*Task objective*:
Only the lines from the one containing "self.entries.backend().del(&tag_key).await?;" through the one containing "async fn test_tag_lists_hold_canonical_keys()" should be printed, exactly as they appear below, with both ends included.

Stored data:
......
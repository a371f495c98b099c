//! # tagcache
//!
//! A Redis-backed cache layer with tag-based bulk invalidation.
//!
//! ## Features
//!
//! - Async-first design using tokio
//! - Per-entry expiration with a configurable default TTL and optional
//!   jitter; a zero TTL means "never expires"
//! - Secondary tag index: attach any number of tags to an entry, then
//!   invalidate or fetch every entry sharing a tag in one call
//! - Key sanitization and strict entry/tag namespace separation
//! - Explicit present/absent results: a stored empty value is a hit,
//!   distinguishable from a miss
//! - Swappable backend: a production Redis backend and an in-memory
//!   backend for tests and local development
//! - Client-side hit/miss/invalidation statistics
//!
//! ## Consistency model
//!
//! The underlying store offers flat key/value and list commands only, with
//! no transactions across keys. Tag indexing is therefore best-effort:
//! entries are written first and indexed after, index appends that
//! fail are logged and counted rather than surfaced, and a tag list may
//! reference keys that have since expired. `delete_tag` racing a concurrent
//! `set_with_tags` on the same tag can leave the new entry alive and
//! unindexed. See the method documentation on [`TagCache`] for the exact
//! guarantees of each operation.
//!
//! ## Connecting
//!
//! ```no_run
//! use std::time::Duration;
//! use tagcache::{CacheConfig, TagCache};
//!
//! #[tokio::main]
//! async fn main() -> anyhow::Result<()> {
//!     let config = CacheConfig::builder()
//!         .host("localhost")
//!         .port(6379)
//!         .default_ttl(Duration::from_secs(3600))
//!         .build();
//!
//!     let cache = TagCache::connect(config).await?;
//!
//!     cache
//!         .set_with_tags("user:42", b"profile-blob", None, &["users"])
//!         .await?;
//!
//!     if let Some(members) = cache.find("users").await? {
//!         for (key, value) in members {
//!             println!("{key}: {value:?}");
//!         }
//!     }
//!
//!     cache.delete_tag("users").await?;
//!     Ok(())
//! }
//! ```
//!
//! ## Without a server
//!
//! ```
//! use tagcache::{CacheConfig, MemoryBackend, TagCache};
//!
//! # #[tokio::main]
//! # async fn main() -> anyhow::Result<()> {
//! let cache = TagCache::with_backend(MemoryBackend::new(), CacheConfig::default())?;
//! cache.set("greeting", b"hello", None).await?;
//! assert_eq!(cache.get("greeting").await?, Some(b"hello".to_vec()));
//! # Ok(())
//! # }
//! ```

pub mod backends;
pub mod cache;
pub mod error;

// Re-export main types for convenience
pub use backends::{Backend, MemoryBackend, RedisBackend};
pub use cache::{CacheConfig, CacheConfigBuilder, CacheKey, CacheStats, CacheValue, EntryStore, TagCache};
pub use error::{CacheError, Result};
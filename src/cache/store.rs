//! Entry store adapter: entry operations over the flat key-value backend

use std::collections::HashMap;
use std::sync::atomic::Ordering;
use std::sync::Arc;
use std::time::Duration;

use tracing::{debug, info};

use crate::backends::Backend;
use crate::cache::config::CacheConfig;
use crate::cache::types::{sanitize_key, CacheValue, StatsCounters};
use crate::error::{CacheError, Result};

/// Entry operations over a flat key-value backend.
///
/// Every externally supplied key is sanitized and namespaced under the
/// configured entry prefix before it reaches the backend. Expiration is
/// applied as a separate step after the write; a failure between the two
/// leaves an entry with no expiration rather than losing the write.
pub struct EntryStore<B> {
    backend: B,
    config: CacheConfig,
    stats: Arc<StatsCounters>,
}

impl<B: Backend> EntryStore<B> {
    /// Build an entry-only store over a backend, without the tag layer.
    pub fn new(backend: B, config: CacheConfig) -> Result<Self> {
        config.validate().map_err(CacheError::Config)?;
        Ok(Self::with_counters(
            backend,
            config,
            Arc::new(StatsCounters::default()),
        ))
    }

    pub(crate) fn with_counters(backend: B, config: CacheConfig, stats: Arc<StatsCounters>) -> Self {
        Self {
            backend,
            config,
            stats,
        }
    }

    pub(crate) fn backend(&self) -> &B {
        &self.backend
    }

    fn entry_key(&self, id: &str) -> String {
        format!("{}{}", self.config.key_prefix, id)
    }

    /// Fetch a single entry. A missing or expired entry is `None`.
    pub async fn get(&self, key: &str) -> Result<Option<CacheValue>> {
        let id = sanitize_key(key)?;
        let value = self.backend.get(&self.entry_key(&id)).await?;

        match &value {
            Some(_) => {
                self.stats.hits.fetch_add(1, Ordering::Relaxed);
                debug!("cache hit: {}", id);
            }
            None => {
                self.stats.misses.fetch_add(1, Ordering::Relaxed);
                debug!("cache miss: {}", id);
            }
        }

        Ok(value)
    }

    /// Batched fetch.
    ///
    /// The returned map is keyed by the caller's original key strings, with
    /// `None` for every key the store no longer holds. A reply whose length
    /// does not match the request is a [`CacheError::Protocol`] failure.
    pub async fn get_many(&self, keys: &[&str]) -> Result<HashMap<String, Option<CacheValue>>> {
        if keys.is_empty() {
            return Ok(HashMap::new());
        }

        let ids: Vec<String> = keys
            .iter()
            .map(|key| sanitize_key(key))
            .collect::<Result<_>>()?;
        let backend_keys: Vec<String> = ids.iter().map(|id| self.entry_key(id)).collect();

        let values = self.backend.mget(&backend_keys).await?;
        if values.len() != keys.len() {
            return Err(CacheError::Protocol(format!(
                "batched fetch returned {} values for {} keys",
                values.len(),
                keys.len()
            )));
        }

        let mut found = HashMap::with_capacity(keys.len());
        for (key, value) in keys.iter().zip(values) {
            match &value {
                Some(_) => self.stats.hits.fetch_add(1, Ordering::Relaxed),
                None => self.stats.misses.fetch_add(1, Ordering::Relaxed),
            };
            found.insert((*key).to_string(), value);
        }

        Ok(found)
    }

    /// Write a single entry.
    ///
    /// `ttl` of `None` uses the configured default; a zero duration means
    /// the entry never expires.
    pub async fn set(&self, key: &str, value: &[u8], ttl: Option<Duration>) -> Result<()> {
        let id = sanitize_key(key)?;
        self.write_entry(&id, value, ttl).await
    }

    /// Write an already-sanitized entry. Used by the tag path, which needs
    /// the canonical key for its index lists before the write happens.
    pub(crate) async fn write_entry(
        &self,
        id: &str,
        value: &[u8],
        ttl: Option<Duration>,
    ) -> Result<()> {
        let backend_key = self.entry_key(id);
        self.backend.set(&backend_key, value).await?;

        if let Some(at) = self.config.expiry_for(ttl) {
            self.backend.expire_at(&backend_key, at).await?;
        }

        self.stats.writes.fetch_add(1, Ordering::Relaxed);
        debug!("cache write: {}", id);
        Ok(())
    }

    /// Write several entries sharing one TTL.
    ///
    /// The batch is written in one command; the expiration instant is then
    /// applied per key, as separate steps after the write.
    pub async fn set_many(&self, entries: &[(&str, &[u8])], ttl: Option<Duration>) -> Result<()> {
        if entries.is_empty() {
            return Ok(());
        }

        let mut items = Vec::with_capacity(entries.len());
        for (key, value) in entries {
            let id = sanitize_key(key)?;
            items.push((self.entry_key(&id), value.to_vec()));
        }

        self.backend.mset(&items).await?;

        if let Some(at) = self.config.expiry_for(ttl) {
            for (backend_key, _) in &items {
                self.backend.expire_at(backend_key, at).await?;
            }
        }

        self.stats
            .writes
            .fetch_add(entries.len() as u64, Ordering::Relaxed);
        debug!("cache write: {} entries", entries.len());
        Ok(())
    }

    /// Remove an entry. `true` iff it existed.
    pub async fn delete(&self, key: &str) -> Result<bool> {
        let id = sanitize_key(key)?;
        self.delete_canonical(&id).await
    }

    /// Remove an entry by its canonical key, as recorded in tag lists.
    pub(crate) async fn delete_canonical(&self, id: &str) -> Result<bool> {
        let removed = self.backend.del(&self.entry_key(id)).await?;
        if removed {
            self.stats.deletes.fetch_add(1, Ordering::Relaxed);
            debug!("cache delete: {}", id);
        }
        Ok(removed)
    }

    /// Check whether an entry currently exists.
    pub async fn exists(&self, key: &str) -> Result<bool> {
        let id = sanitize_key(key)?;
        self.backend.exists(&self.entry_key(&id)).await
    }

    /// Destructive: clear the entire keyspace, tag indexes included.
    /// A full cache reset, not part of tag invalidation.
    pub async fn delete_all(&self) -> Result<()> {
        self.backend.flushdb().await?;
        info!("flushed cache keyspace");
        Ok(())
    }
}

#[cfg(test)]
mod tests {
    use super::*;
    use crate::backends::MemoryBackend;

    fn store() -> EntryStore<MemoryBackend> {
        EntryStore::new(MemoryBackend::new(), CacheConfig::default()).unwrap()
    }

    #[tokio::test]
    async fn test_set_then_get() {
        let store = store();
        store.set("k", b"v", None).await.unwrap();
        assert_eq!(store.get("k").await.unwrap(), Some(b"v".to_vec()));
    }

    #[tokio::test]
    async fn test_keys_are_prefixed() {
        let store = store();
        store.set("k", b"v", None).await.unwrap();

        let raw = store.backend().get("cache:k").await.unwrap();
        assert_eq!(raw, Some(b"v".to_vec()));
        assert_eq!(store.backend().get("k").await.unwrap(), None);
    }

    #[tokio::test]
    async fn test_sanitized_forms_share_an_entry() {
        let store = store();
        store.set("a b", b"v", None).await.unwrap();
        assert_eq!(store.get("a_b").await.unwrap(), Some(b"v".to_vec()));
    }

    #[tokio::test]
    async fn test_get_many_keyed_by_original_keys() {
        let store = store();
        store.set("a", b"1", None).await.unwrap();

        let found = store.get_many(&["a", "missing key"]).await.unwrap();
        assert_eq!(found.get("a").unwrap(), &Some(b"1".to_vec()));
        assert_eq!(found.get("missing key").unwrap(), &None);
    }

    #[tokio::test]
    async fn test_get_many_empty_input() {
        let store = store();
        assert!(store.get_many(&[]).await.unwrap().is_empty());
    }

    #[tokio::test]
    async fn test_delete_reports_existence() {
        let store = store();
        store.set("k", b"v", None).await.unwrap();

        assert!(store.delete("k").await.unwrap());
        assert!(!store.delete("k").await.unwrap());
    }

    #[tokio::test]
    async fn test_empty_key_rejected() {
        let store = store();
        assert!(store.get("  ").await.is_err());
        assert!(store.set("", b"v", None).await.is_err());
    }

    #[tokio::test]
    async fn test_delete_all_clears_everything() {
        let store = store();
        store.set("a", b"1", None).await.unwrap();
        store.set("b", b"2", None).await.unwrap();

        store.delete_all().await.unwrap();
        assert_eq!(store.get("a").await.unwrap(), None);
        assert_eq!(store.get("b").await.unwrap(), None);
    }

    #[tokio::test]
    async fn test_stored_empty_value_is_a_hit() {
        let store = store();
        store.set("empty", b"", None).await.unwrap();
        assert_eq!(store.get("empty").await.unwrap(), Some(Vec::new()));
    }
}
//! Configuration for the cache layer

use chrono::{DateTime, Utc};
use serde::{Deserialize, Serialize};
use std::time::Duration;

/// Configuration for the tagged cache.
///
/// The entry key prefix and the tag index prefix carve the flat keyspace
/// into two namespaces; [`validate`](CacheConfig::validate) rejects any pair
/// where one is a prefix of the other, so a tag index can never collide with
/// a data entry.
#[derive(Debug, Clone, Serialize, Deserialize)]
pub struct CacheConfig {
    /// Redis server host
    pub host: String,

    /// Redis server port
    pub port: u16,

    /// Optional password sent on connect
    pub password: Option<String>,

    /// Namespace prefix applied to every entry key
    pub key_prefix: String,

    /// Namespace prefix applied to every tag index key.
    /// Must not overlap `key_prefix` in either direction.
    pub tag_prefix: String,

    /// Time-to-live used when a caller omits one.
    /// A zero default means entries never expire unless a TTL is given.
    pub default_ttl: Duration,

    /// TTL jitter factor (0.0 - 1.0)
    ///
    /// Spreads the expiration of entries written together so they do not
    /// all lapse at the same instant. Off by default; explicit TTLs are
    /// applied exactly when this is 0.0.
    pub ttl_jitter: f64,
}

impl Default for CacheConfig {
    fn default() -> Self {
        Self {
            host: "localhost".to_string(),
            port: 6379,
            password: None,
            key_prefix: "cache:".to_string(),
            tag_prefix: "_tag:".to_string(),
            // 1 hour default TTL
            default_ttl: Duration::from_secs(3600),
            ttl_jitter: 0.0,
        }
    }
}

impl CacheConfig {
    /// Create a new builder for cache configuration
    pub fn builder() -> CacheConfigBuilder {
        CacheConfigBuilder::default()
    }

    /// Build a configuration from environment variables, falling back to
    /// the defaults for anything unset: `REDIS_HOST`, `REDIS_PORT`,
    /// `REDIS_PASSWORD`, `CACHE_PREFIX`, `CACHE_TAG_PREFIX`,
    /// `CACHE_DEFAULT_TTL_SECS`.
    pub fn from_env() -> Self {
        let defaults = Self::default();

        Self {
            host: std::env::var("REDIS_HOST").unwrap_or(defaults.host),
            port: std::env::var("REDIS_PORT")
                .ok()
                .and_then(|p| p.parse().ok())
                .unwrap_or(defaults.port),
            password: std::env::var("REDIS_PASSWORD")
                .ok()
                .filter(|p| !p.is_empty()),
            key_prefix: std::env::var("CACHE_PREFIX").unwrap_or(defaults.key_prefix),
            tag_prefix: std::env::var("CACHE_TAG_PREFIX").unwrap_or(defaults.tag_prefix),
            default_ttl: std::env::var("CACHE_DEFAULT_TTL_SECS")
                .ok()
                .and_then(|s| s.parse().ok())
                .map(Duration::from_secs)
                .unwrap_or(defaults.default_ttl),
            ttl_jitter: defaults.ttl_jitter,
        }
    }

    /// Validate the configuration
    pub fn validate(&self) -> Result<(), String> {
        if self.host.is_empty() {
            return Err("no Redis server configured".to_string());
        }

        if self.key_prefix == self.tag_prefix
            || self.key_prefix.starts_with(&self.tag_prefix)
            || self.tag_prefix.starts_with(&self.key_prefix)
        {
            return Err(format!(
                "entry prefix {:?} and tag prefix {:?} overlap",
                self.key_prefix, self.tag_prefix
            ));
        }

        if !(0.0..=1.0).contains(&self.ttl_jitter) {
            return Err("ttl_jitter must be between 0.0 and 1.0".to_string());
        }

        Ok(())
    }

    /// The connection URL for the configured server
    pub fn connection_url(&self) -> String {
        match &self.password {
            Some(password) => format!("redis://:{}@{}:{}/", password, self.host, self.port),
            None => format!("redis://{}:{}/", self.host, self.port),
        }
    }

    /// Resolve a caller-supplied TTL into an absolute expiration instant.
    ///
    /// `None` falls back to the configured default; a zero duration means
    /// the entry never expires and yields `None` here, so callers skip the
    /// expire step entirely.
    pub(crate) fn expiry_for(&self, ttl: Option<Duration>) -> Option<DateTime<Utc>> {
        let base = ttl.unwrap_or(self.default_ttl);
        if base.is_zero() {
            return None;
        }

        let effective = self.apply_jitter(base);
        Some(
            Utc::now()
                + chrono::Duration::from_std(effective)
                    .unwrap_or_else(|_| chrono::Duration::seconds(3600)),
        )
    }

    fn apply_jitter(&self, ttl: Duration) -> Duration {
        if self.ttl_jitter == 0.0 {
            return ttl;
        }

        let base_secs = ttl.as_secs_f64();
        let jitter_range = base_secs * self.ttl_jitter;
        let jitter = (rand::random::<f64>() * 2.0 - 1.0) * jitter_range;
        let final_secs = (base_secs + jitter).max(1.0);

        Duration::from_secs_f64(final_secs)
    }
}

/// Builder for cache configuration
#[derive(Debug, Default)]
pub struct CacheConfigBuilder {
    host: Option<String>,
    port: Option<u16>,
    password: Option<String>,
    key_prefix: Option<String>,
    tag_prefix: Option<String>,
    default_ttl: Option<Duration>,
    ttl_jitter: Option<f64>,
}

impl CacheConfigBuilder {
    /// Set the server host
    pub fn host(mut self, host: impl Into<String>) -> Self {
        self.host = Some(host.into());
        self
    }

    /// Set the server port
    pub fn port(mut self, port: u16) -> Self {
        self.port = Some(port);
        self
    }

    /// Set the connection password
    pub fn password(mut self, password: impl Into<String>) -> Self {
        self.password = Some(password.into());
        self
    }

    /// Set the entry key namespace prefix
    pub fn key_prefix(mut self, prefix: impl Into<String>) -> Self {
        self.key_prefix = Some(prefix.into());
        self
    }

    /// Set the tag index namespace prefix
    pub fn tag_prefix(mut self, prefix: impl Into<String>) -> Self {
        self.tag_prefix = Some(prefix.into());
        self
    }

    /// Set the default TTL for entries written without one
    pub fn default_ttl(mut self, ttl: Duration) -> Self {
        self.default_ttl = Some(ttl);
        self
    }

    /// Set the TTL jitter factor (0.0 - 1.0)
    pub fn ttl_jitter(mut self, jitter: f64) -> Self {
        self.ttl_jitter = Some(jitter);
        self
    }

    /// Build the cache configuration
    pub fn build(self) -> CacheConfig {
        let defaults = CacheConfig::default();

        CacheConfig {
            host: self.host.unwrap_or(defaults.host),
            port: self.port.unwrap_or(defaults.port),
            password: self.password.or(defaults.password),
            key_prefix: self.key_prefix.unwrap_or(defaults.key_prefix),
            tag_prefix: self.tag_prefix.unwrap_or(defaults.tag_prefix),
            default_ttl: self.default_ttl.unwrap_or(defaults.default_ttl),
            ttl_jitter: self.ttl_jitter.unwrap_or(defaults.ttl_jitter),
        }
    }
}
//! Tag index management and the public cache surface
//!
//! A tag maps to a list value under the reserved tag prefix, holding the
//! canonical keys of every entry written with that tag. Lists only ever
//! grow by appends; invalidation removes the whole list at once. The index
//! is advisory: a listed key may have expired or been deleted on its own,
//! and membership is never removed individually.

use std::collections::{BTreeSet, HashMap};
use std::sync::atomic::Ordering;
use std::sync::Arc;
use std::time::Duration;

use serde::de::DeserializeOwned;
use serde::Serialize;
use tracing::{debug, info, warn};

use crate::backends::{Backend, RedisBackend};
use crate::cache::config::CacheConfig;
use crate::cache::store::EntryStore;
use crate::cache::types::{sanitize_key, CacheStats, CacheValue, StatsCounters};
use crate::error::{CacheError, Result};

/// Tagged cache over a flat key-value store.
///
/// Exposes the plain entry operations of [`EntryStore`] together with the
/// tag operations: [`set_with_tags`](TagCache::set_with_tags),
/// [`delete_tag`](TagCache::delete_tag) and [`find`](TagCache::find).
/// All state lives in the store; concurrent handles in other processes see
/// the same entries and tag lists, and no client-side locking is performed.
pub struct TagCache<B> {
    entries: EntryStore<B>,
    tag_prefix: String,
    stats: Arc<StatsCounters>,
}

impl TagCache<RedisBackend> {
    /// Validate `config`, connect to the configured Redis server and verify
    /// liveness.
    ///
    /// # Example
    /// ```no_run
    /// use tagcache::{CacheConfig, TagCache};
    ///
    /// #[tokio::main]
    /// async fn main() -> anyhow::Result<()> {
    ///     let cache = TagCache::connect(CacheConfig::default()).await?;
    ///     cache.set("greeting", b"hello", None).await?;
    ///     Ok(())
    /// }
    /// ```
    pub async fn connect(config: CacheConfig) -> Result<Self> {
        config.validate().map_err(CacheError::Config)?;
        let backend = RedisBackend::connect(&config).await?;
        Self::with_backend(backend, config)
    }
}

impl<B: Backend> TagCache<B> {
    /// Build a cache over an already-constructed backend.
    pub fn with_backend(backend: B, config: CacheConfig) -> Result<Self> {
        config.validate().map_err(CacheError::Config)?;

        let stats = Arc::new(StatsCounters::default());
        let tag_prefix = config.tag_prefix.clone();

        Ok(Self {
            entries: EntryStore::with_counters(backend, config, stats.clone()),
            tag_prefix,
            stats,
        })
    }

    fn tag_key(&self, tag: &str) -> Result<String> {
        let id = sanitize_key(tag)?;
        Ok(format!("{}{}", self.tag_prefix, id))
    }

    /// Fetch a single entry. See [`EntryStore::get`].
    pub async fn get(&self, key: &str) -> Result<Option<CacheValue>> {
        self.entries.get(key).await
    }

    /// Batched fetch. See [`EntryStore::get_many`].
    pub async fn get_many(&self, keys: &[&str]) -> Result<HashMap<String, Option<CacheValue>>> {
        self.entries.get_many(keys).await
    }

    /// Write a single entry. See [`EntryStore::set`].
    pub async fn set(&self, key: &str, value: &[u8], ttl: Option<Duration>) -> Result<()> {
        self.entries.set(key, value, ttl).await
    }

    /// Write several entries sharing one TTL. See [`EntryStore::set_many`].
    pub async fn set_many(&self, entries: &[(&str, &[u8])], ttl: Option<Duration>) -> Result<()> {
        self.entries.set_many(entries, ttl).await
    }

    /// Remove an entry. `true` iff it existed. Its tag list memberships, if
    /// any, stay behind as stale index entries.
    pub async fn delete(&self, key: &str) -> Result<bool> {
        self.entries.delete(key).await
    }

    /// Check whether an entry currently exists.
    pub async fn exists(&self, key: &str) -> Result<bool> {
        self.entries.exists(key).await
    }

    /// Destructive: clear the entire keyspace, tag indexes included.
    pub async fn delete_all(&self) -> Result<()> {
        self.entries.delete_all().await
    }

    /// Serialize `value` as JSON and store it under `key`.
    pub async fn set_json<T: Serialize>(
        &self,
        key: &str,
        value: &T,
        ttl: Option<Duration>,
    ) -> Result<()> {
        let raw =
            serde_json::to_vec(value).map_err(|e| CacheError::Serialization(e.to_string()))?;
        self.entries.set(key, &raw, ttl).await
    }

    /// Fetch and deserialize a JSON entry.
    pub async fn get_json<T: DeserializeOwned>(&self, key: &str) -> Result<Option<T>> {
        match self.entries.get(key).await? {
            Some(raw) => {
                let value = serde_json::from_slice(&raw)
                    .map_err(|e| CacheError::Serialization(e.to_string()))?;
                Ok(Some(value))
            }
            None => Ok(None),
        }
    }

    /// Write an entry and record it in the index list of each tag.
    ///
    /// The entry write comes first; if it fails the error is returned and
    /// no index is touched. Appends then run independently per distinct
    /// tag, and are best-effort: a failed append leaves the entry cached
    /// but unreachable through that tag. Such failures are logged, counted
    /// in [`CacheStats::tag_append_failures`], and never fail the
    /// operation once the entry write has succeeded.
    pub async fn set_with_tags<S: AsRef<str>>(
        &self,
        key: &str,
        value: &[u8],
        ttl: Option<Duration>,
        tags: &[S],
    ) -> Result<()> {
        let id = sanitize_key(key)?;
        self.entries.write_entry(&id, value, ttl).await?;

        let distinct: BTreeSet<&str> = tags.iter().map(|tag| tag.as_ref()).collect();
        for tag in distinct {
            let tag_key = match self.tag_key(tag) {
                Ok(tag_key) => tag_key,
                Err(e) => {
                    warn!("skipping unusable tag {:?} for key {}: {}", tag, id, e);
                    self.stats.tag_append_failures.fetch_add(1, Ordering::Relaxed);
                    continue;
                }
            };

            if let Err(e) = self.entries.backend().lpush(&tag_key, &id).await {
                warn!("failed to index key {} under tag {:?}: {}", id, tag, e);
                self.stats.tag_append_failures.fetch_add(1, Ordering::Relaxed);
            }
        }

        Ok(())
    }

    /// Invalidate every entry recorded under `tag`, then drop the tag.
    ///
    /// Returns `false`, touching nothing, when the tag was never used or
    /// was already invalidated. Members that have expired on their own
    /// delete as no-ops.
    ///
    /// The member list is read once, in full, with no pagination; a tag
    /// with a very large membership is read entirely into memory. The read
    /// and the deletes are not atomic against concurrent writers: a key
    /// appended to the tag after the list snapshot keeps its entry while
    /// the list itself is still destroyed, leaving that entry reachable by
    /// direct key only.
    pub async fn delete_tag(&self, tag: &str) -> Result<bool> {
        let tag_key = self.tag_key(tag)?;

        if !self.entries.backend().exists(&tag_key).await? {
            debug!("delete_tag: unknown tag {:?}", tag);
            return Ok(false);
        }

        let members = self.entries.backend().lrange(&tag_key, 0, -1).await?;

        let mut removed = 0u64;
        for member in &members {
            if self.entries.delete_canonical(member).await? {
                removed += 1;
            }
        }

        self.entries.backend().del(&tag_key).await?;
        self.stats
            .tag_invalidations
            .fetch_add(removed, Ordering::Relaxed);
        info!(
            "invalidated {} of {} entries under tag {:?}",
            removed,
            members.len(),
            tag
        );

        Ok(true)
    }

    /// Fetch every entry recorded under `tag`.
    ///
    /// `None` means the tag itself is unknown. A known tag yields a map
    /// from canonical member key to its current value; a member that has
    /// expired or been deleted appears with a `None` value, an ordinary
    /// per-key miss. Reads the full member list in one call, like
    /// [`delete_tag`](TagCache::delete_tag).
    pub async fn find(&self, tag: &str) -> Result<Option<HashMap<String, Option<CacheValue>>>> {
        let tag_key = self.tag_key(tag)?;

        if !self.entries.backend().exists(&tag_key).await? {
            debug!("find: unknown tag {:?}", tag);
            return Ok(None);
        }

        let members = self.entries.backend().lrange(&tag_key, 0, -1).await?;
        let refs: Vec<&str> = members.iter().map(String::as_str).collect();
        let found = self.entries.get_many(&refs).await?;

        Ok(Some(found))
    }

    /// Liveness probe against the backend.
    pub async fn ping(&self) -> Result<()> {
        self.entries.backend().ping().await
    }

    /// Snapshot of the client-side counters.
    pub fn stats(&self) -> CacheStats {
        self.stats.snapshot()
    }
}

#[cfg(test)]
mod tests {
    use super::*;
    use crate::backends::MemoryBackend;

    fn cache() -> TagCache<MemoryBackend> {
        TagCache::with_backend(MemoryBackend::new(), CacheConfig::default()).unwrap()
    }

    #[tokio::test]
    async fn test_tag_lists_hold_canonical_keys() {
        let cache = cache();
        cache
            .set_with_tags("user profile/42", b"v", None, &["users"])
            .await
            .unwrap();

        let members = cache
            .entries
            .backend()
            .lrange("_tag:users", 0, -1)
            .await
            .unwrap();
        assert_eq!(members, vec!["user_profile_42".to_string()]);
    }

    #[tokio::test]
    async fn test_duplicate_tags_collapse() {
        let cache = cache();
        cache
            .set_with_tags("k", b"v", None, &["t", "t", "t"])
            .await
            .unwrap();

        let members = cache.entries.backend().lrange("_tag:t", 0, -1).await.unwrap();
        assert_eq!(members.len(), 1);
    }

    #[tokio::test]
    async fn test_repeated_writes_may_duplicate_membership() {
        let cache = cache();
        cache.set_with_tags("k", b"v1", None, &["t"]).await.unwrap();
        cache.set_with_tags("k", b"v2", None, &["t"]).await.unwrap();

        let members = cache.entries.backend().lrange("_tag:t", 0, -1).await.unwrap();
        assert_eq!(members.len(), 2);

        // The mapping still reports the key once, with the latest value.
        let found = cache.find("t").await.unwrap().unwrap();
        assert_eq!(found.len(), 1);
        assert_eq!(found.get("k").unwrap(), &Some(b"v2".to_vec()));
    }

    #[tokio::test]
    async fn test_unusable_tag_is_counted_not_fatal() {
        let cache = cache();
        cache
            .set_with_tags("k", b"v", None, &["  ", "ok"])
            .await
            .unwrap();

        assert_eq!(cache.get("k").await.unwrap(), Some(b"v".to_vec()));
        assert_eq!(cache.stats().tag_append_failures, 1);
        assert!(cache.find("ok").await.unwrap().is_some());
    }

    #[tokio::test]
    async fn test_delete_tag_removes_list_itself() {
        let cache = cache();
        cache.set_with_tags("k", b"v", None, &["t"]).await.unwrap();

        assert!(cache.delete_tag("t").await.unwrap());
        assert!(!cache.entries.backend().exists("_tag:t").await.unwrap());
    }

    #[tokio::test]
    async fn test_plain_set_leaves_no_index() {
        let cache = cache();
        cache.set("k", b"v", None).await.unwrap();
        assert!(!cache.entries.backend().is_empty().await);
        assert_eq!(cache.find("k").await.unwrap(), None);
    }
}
......
*Written answer*:
        self.entries.backend().del(&tag_key).await?;
        self.stats
            .tag_invalidations
            .fetch_add(removed, Ordering::Relaxed);
        info!(
            "invalidated {} of {} entries under tag {:?}",
            removed,
            members.len(),
            tag
        );

        Ok(true)
    }

    /// Fetch every entry recorded under `tag`.
    ///
    /// `None` means the tag itself is unknown. A known tag yields a map
    /// from canonical member key to its current value; a member that has
    /// expired or been deleted appears with a `None` value, an ordinary
    /// per-key miss. Reads the full member list in one call, like
    /// [`delete_tag`](TagCache::delete_tag).
    pub async fn find(&self, tag: &str) -> Result<Option<HashMap<String, Option<CacheValue>>>> {
        let tag_key = self.tag_key(tag)?;

        if !self.entries.backend().exists(&tag_key).await? {
            debug!("find: unknown tag {:?}", tag);
            return Ok(None);
        }

        let members = self.entries.backend().lrange(&tag_key, 0, -1).await?;
        let refs: Vec<&str> = members.iter().map(String::as_str).collect();
        let found = self.entries.get_many(&refs).await?;

        Ok(Some(found))
    }

    /// Liveness probe against the backend.
    pub async fn ping(&self) -> Result<()> {
        self.entries.backend().ping().await
    }

    /// Snapshot of the client-side counters.
    pub fn stats(&self) -> CacheStats {
        self.stats.snapshot()
    }
}

#[cfg(test)]
mod tests {
    use super::*;
    use crate::backends::MemoryBackend;

    fn cache() -> TagCache<MemoryBackend> {
        TagCache::with_backend(MemoryBackend::new(), CacheConfig::default()).unwrap()
    }

    #[tokio::test]
    async fn test_tag_lists_hold_canonical_keys() {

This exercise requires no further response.